Küçükken topuklu ayakkabının ne olduğundan bir haber olduğum günleri özlemle anarken artık bir makyaj sektöründe isim yapmış olan Sıray Mert isminin ağırlığını omuzlarımda ölünceye kadar taşıyacaktım. Kendi küçük şirketimin kapısını bile açmadan erken saatlerde aldığım, küçüklüğümü hatırlatan bir sesin araması sonucunda yolumu kendi şirketimden uzaklarında olan şirkete çevirmek zorunda kalmıştım. Normalde bu denli duygusal ve düşünceli görünmesem de beni çağıran kişi hem ailem için hem de benim geçmişimin en büyük parçalarını kapladığı için çok büyük bir değere sahiplik yapıyordu.
Omzuma çarparak geçen adam sayesinde tökezlediğimde adam ardına bile bakmadan sabahın dokuzunda telaşlarla konuştuğu telefonundan dolayı bana çarptığını bile fark etmeden yoluna devam etmişti. Ne zaman bu denli yoğun olmuş, insanlığımızı yok etmiş ve yanımızdan geçen insanları bile umursamaz olmuştuk? Ne zamandan beridir ki Dünya'nın en zengini olmak için hareket edermişçesine kendimizi unutmuştuk? Derin bir nefes alarak üzerime tam oturan siyah dar kot pantolonuma ve üzerimdeki derin V yakalı, omuzları düşük, geniş kollu, bej triko kazağımın önünde durduğum şirket için çok fazla klasik olduğunu bana belli edermişçesine gülümsüyordu. Ayaklarımı sarak siyah topuklularım ve omzumda asılı duran siyah çantam bir nebze beni iş kadını gibi gösterdiğini umut ediyordum.

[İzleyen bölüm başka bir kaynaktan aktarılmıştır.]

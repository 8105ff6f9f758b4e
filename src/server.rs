// SPDX-License-Identifier: MIT

//! A live upstream connection: its request table, connectivity state, and
//! the writer thread that retries, expires and reaps requests and probes
//! liveness with Status-Server (SPEC_FULL.md §4.6), grounded in
//! `clientwr`/`tlsconnect`.

use std::io;
use std::sync::Arc;
use std::time::{Duration, Instant};

use parking_lot::Mutex;
use rand::Rng;

use crate::constants::{REQUEST_EXPIRY, REQUEST_RETRIES, STATUS_SERVER_PERIOD};
use crate::peer::PeerConfig;
use crate::radius::attr::Code;
use crate::radius::{crypto, Packet};
use crate::realm::ServerStatus;
use crate::request::{Request, RequestTable};

const RECONNECT_BACKOFF_MIN: Duration = Duration::from_secs(1);
const RECONNECT_BACKOFF_MAX: Duration = Duration::from_secs(60);

struct ServerState {
    connection_ok: bool,
    lost_stat_srv: u8,
    last_connect_try: Instant,
    last_send: Instant,
    backoff: Duration,
}

pub struct Server {
    pub config: Arc<PeerConfig>,
    pub requests: RequestTable,
    state: Mutex<ServerState>,
    /// Serializes reconnect attempts; a thread that loses the race to take
    /// this lock re-checks `last_connect_try` and, if it already moved,
    /// simply reuses whatever the winner established.
    reconnect_lock: Mutex<()>,
}

impl Server {
    pub fn new(config: Arc<PeerConfig>) -> Arc<Self> {
        let connection_ok = !config.is_tls();
        let now = Instant::now();
        Arc::new(Server {
            config,
            requests: RequestTable::new(),
            state: Mutex::new(ServerState {
                connection_ok,
                lost_stat_srv: 0,
                last_connect_try: now,
                last_send: now,
                backoff: RECONNECT_BACKOFF_MIN,
            }),
            reconnect_lock: Mutex::new(()),
        })
    }

    pub fn record_stat_srv_timeout(&self) {
        let mut st = self.state.lock();
        st.lost_stat_srv = st.lost_stat_srv.saturating_add(1);
    }

    /// Applied on any validated reply from this upstream: the connection is
    /// evidently live, and any outstanding Status-Server losses are cleared
    /// (`replyh` step 1; scenario (f)'s "first successful reply resets it").
    pub fn on_valid_reply(&self) {
        let mut st = self.state.lock();
        st.connection_ok = true;
        st.lost_stat_srv = 0;
    }

    /// Ensure a TLS session is up, reconnecting with exponential-ish backoff
    /// if not. `dial` performs one connect+handshake+identity-check attempt
    /// and reports success. No-op (always succeeds) for UDP servers, which
    /// have no connection state.
    pub fn ensure_connected_tls(&self, mut dial: impl FnMut() -> bool) -> bool {
        if !self.config.is_tls() {
            return true;
        }
        let when = self.state.lock().last_connect_try;
        let _guard = self.reconnect_lock.lock();
        {
            let st = self.state.lock();
            if st.last_connect_try != when {
                // Another thread already reconnected while we waited for the lock.
                return st.connection_ok;
            }
        }

        let mut backoff = self.state.lock().backoff;
        loop {
            tracing::info!(server = %self.config.name, "attempting TLS reconnect");
            if dial() {
                let mut st = self.state.lock();
                st.connection_ok = true;
                st.last_connect_try = Instant::now();
                st.backoff = RECONNECT_BACKOFF_MIN;
                return true;
            }
            {
                let mut st = self.state.lock();
                st.connection_ok = false;
                st.last_connect_try = Instant::now();
                st.backoff = backoff;
            }
            std::thread::sleep(backoff);
            backoff = (backoff * 2).min(RECONNECT_BACKOFF_MAX);
        }
    }

    fn touch_last_send(&self) {
        self.state.lock().last_send = Instant::now();
    }

    fn build_status_probe(&self, id: u8) -> ([u8; 16], Vec<u8>) {
        let auth = crypto::random_authenticator();
        let mut pkt = Packet::new(Code::StatusServer as u8, id, auth);
        let _ = crypto::create_message_authenticator(&mut pkt, self.config.secret.as_bytes());
        (auth, pkt.into_bytes())
    }

    fn send_status_probe(&self, send: &dyn Fn(&[u8]) -> io::Result<()>, dial: &mut dyn FnMut() -> bool) {
        if self.config.is_tls() && !self.ensure_connected_tls(&mut *dial) {
            return;
        }
        let now = Instant::now();
        let inserted = self.requests.insert(|id| {
            let (auth, outbound) = self.build_status_probe(id);
            Request {
                orig_id: id,
                orig_authenticator: auth,
                orig_username: None,
                from_client: None,
                from_addr: None,
                outbound,
                tries: 0,
                expiry: now + REQUEST_EXPIRY,
                received: false,
                is_status_probe: true,
            }
        });
        let Some(id) = inserted else {
            tracing::warn!(server = %self.config.name, "request table full, skipping Status-Server probe");
            return;
        };
        let outbound = {
            let st = self.requests.lock();
            st.slots[id as usize].as_ref().map(|rq| rq.outbound.clone())
        };
        self.touch_last_send();
        if let Some(bytes) = outbound {
            if let Err(e) = send(&bytes) {
                tracing::warn!(server = %self.config.name, error = %e, "failed to send Status-Server probe");
            }
        }
    }

    fn retry_or_expire(&self, id: u8, send: &dyn Fn(&[u8]) -> io::Result<()>, dial: &mut dyn FnMut() -> bool) {
        let now = Instant::now();
        let outbound;
        {
            let mut st = self.requests.lock();
            let Some(rq) = st.slots[id as usize].as_mut() else {
                return;
            };
            let max_tries = if rq.is_status_probe || self.config.is_tls() { 1 } else { REQUEST_RETRIES };
            if rq.tries >= max_tries {
                tracing::debug!(server = %self.config.name, id, tries = rq.tries, "request expired");
                let was_probe = rq.is_status_probe;
                st.slots[id as usize] = None;
                drop(st);
                if was_probe {
                    self.record_stat_srv_timeout();
                }
                return;
            }
            let per_try = if rq.is_status_probe || self.config.is_tls() {
                REQUEST_EXPIRY
            } else {
                REQUEST_EXPIRY / REQUEST_RETRIES
            };
            rq.expiry = now + per_try;
            rq.tries += 1;
            outbound = rq.outbound.clone();
        }
        if self.config.is_tls() && !self.ensure_connected_tls(&mut *dial) {
            return;
        }
        self.touch_last_send();
        if let Err(e) = send(&outbound) {
            tracing::warn!(server = %self.config.name, error = %e, "resend failed");
        }
    }

    /// The upstream writer thread body: wait for the nearest request
    /// deadline (or the Status-Server period, jittered by up to 7 seconds),
    /// retry or reap whatever came due, and probe liveness once the period
    /// has elapsed since the last transmission. Runs until the process
    /// shuts down the listener threads that feed this server.
    pub fn run_writer(self: &Arc<Self>, send: impl Fn(&[u8]) -> io::Result<()>, mut dial: impl FnMut() -> bool) {
        loop {
            let mut due = Vec::new();
            let mut reap = Vec::new();
            let last_send = self.state.lock().last_send;
            let status_deadline = if self.config.status_server {
                let jitter = Duration::from_secs(rand::thread_rng().gen_range(0..7));
                Some(last_send + STATUS_SERVER_PERIOD + jitter)
            } else {
                None
            };

            let woke_on_timeout = {
                let mut st = self.requests.lock();
                let now = Instant::now();
                let mut deadline = status_deadline.unwrap_or(now + STATUS_SERVER_PERIOD);
                for (id, slot) in st.slots.iter().enumerate() {
                    if let Some(rq) = slot {
                        if rq.received {
                            reap.push(id as u8);
                        } else if rq.expiry <= now {
                            due.push(id as u8);
                        } else if rq.expiry < deadline {
                            deadline = rq.expiry;
                        }
                    }
                }
                for id in &reap {
                    st.slots[*id as usize] = None;
                }
                if !due.is_empty() {
                    true
                } else {
                    let timeout = deadline.saturating_duration_since(Instant::now());
                    self.requests.cond.wait_for(&mut st, timeout).timed_out()
                }
            };

            for id in &due {
                self.retry_or_expire(*id, &send, &mut dial);
            }
            if due.is_empty() && woke_on_timeout && self.config.status_server {
                let elapsed = self.state.lock().last_send.elapsed();
                if elapsed >= STATUS_SERVER_PERIOD {
                    self.send_status_probe(&send, &mut dial);
                }
            }
        }
    }
}

impl ServerStatus for Server {
    fn connection_ok(&self) -> bool {
        self.state.lock().connection_ok
    }

    fn lost_stat_srv(&self) -> u32 {
        self.state.lock().lost_stat_srv as u32
    }
}

#[cfg(test)]
mod tests {
    use super::*;
    use crate::peer::{AddrMatch, Transport};

    fn udp_config() -> Arc<PeerConfig> {
        Arc::new(PeerConfig {
            name: "upstream1".into(),
            transport: Transport::Udp,
            host: "10.0.0.1".into(),
            port: 1812,
            addr: AddrMatch::exact(vec!["10.0.0.1".parse().unwrap()]),
            secret: "secret".into(),
            tls_context: None,
            cert_rules: Vec::new(),
            rewrite_in: None,
            rewrite_out: None,
            rewrite_username: None,
            status_server: false,
        })
    }

    fn tls_config() -> Arc<PeerConfig> {
        Arc::new(PeerConfig {
            transport: Transport::Tls,
            tls_context: Some("default".into()),
            ..(*udp_config()).clone()
        })
    }

    #[test]
    fn udp_server_starts_connected() {
        let server = Server::new(udp_config());
        assert!(server.connection_ok());
    }

    #[test]
    fn tls_server_starts_disconnected_and_reconnects_on_success() {
        let server = Server::new(tls_config());
        assert!(!server.connection_ok());
        let ok = server.ensure_connected_tls(|| true);
        assert!(ok);
        assert!(server.connection_ok());
    }

    #[test]
    fn stat_srv_counter_increments_and_resets() {
        let server = Server::new(udp_config());
        server.record_stat_srv_timeout();
        server.record_stat_srv_timeout();
        assert_eq!(server.lost_stat_srv(), 2);
        server.on_valid_reply();
        assert_eq!(server.lost_stat_srv(), 0);
        assert!(server.connection_ok());
    }

    #[test]
    fn status_probe_allocates_a_request_slot() {
        let server = Server::new(udp_config());
        let sent = Mutex::new(Vec::new());
        server.send_status_probe(
            &|bytes: &[u8]| {
                sent.lock().push(bytes.to_vec());
                Ok(())
            },
            &mut || true,
        );
        assert_eq!(sent.lock().len(), 1);
        let st = server.requests.lock();
        assert!(st.slots.iter().flatten().any(|rq| rq.is_status_probe));
    }
}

Karabulut şirketi... Gözlerimi Dünya'ya ilk açtığım andan beri komşum olan Karabulut ailesinin deli gibi emek harcayarak Türkiye'nin en büyük şirketi olacak konuma gelmiş olan, başlangıcım ve galiba da bitişim olan o şirket. Sahibi Salih amca küçükken bana bisiklet binmeyi öğreten, her Pazar günü alıştığımız o komşuluk kahvaltılarının neşesi ve üniversite sınavına gireceğim zaman stresten omzunda gözyaşı döktüğüm kalbi temiz olan geçmişimdi. Kendilerini fazlaca sevmemin yanı sıra babamın lise arkadaşı olması ve hiçbir şekilde arkadaşlık bağlarını kopartmayan sıkı komşuluk ve dostluk ilişkisini en güzel gösteren kişilerdi.

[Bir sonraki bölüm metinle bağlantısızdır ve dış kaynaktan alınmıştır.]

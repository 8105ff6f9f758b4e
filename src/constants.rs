// SPDX-License-Identifier: MIT

//! Engine-wide constants mirrored from the wire protocol and the legacy
//! proxy's tuning knobs (see `SPEC_FULL.md` §6).

use std::time::Duration;

/// Size of the per-upstream in-flight request table; also the size of the
/// RADIUS identifier space (a `u8`).
pub const MAX_REQUESTS: usize = 256;

/// UDP access requests are retried this many times before the slot is freed.
pub const REQUEST_RETRIES: u32 = 3;

/// Overall lifetime, in seconds, of a request slot before it is reaped.
/// UDP access requests divide this by `REQUEST_RETRIES` per attempt; TLS
/// and Status-Server requests get the whole budget on a single attempt.
pub const REQUEST_EXPIRY: Duration = Duration::from_secs(20);

/// Target interval between Status-Server liveness probes.
pub const STATUS_SERVER_PERIOD: Duration = Duration::from_secs(25);

/// Maximum certificate chain depth accepted from a peer.
pub const MAX_CERT_DEPTH: u32 = 5;

/// Placeholder secret used when a TLS peer has no configured shared secret
/// (TLS sessions are authenticated by certificate, not by RADIUS secret).
pub const DEFAULT_TLS_SECRET: &str = "mysecret";

pub const DEFAULT_UDP_PORT: &str = "1812";
pub const DEFAULT_TLS_PORT: &str = "2083";

/// Default path consulted by the CLI when `-c` is not given.
pub const DEFAULT_CONFIG_PATH: &str = "/etc/radsec-relay/radsec-relay.toml";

Annem ve babam evlendikten sonra akrabalarımızın her birine yıllarca içlerinde biriktirdiklerini suratlarına çarparlarken Karabulut ailesi ile Mert ailesi ellerine mısır alarak kahkahalarla çıkan kıyametleri izlemişler geçmişlerinde. Şimdi ise iki aile de kendi çocukları için fazlaca çalıştıklarını belli eden yüzlerindeki kırışıkları ile onur dolu gülümsemeleri bizlere armağan edilmiş konuma gelmişlerdi. Gökyüzüne ulaşmak istermişçesine büyük olan şirketin dışarısına bir kere daha bakınarak küçük şirketimi ne kadar özlediğimi kendime hissettirmemeye çalışarak içeriye doğru yavaş adımlarla ilerledim. Sabahın erken saati olmasına rağmen Karabulut şirketinin tüm çalışanları çoktan içeride koşturmaya başlamışlardı. Girişin hemen ardında duran resepsiyonu andıran bir bölüm bana göz kırparken yıllar sonra ilk defa girdiğimi belli edermişçesine kendi küçük şirketimin dekorasyonu ile kıyaslamaya başlamıştım.

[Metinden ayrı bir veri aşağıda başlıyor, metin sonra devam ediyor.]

//! Values bound to list queries. Only search patterns and pagination
//! integers ever occur; identifiers are never bound.

use sqlx::encode::{Encode, IsNull};
use sqlx::postgres::{PgTypeInfo, Postgres};
use sqlx::Database;

#[derive(Clone, Debug, PartialEq, Eq)]
pub enum BindValue {
    Int(i64),
    Text(String),
}

impl<'q> Encode<'q, Postgres> for BindValue {
    fn encode_by_ref(
        &self,
        buf: &mut <Postgres as Database>::ArgumentBuffer<'q>,
    ) -> Result<IsNull, Box<dyn std::error::Error + Send + Sync>> {
        Ok(match self {
            BindValue::Int(n) => <i64 as Encode<Postgres>>::encode_by_ref(n, buf)?,
            BindValue::Text(s) => {
                let s_ref: &str = s.as_str();
                <&str as Encode<Postgres>>::encode_by_ref(&s_ref, buf)?
            }
        })
    }

    fn produces(&self) -> Option<PgTypeInfo> {
        Some(match self {
            BindValue::Int(_) => PgTypeInfo::with_name("INT8"),
            BindValue::Text(_) => PgTypeInfo::with_name("TEXT"),
        })
    }
}

impl sqlx::Type<Postgres> for BindValue {
    fn type_info() -> PgTypeInfo {
        PgTypeInfo::with_name("TEXT")
    }
}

Beyaz duvarlar içeriyi aydınlık gösterirken sekreterlerin girip çıktığı resepsiyon bölümü ve koltuklar şirketin dış camları gibi lacivert ile süslenmişti. Duvarlarında hiçbir tablo ya da raf gibi süslemelerin olmaması şirket için daha ferah bir ortam yaratmıştı.
''Kiminle görüşmek için gelmiştiniz?'' dedi yaslanmış olduğum resepsiyon masasına yeni oturan kadın. Üzerindeki beyaz gömleğinden içine giymiş olduğu sütyeninin pembe renkli olmasını umursamamaya çalışarak suratına kendi tonundan iki ton açık fondöten sürmesi ve arşa kadar uzandığını belli eden yamuk göz kalemi ve hiç de bu şirket için uygun olmadığına inandığım şeker pembesi tonlarındaki ruj ile bana aşağılayıcı bir şekilde bakınan kadınla bakışmaya başlamıştım.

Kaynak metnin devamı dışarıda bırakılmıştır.